[[ Task material open ]]

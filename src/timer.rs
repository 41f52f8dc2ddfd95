//! MAC Timer API
//
// dcf-mac
// SPDX-License-Identifier: MPL-2.0

use std::time::{Duration, Instant};

/// Timer trait provides mechanisms for accessing monotonic times
/// and blocking delays to assist with procotol implementations.
///
/// All methods are monotonic and relative to the same unknown epoc
pub trait Timer {
    /// Returns the number of microsecond ticks since some unknown epoc
    fn ticks_us(&self) -> u64;

    /// Block for the provided number of microseconds
    fn delay_us(&self, us: u64);

    /// Current time in seconds since the timer epoc
    fn now(&self) -> f64 {
        self.ticks_us() as f64 * 1e-6
    }

    /// Block for the provided (non-negative) number of seconds
    fn sleep(&self, secs: f64) {
        if secs > 0.0 {
            self.delay_us((secs * 1e6).round() as u64);
        }
    }
}

/// Wall-clock timer backed by [`Instant`]
#[derive(Clone, Debug)]
pub struct SystemTimer {
    start: Instant,
}

impl SystemTimer {
    pub fn new() -> Self {
        Self {
            start: Instant::now()
        }
    }
}

impl Default for SystemTimer {
    fn default() -> Self {
        Self::new()
    }
}

impl Timer for SystemTimer {
    fn ticks_us(&self) -> u64 {
        Instant::now().duration_since(self.start).as_micros() as u64
    }

    fn delay_us(&self, us: u64) {
        std::thread::sleep(Duration::from_micros(us));
    }
}

#[cfg(any(test, feature="mocks"))]
pub mod mock {
    use std::sync::{Arc, Mutex};

    /// Mock timer implementation to assist with testing,
    /// delays advance the shared virtual clock instantly
    #[derive(Clone, Debug)]
    pub struct MockTimer (Arc<Mutex<u64>>);

    impl MockTimer {
        pub fn new() -> Self {
            Self(Arc::new(Mutex::new(0)))
        }

        pub fn set_us(&self, val: u64) {
            *self.0.lock().unwrap() = val;
        }

        pub fn advance_us(&self, us: u64) {
            let mut v = self.0.lock().unwrap();
            *v += us;
        }

        pub fn val(&self) -> u64 {
            *self.0.lock().unwrap()
        }
    }

    impl super::Timer for MockTimer {
        fn ticks_us(&self) -> u64 {
            *self.0.lock().unwrap()
        }

        fn delay_us(&self, us: u64) {
            self.advance_us(us);
        }
    }
}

[[ Task material closed ]]

Problem details: Write out every entry above exactly as given.

Response below:
filename src/timer.rs
repository 41f52f8dc2ddfd95
//! MAC Timer API
//
// dcf-mac
// SPDX-License-Identifier: MPL-2.0

use std::time::{Duration, Instant};

/// Timer trait provides mechanisms for accessing monotonic times
/// and blocking delays to assist with procotol implementations.
///
/// All methods are monotonic and relative to the same unknown epoc
pub trait Timer {
    /// Returns the number of microsecond ticks since some unknown epoc
    fn ticks_us(&self) -> u64;

    /// Block for the provided number of microseconds
    fn delay_us(&self, us: u64);

    /// Current time in seconds since the timer epoc
    fn now(&self) -> f64 {
        self.ticks_us() as f64 * 1e-6
    }

    /// Block for the provided (non-negative) number of seconds
    fn sleep(&self, secs: f64) {
        if secs > 0.0 {
            self.delay_us((secs * 1e6).round() as u64);
        }
    }
}

/// Wall-clock timer backed by [`Instant`]
#[derive(Clone, Debug)]
pub struct SystemTimer {
    start: Instant,
}

impl SystemTimer {
    pub fn new() -> Self {
        Self {
            start: Instant::now()
        }
    }
}

impl Default for SystemTimer {
    fn default() -> Self {
        Self::new()
    }
}

impl Timer for SystemTimer {
    fn ticks_us(&self) -> u64 {
        Instant::now().duration_since(self.start).as_micros() as u64
    }

    fn delay_us(&self, us: u64) {
        std::thread::sleep(Duration::from_micros(us));
    }
}

#[cfg(any(test, feature="mocks"))]
pub mod mock {
    use std::sync::{Arc, Mutex};

    /// Mock timer implementation to assist with testing,
    /// delays advance the shared virtual clock instantly
    #[derive(Clone, Debug)]
    pub struct MockTimer (Arc<Mutex<u64>>);

    impl MockTimer {
        pub fn new() -> Self {
            Self(Arc::new(Mutex::new(0)))
        }

        pub fn set_us(&self, val: u64) {
            *self.0.lock().unwrap() = val;
        }

        pub fn advance_us(&self, us: u64) {
            let mut v = self.0.lock().unwrap();
            *v += us;
        }

        pub fn val(&self) -> u64 {
            *self.0.lock().unwrap()
        }
    }

    impl super::Timer for MockTimer {
        fn ticks_us(&self) -> u64 {
            *self.0.lock().unwrap()
        }

        fn delay_us(&self, us: u64) {
            self.advance_us(us);
        }
    }
}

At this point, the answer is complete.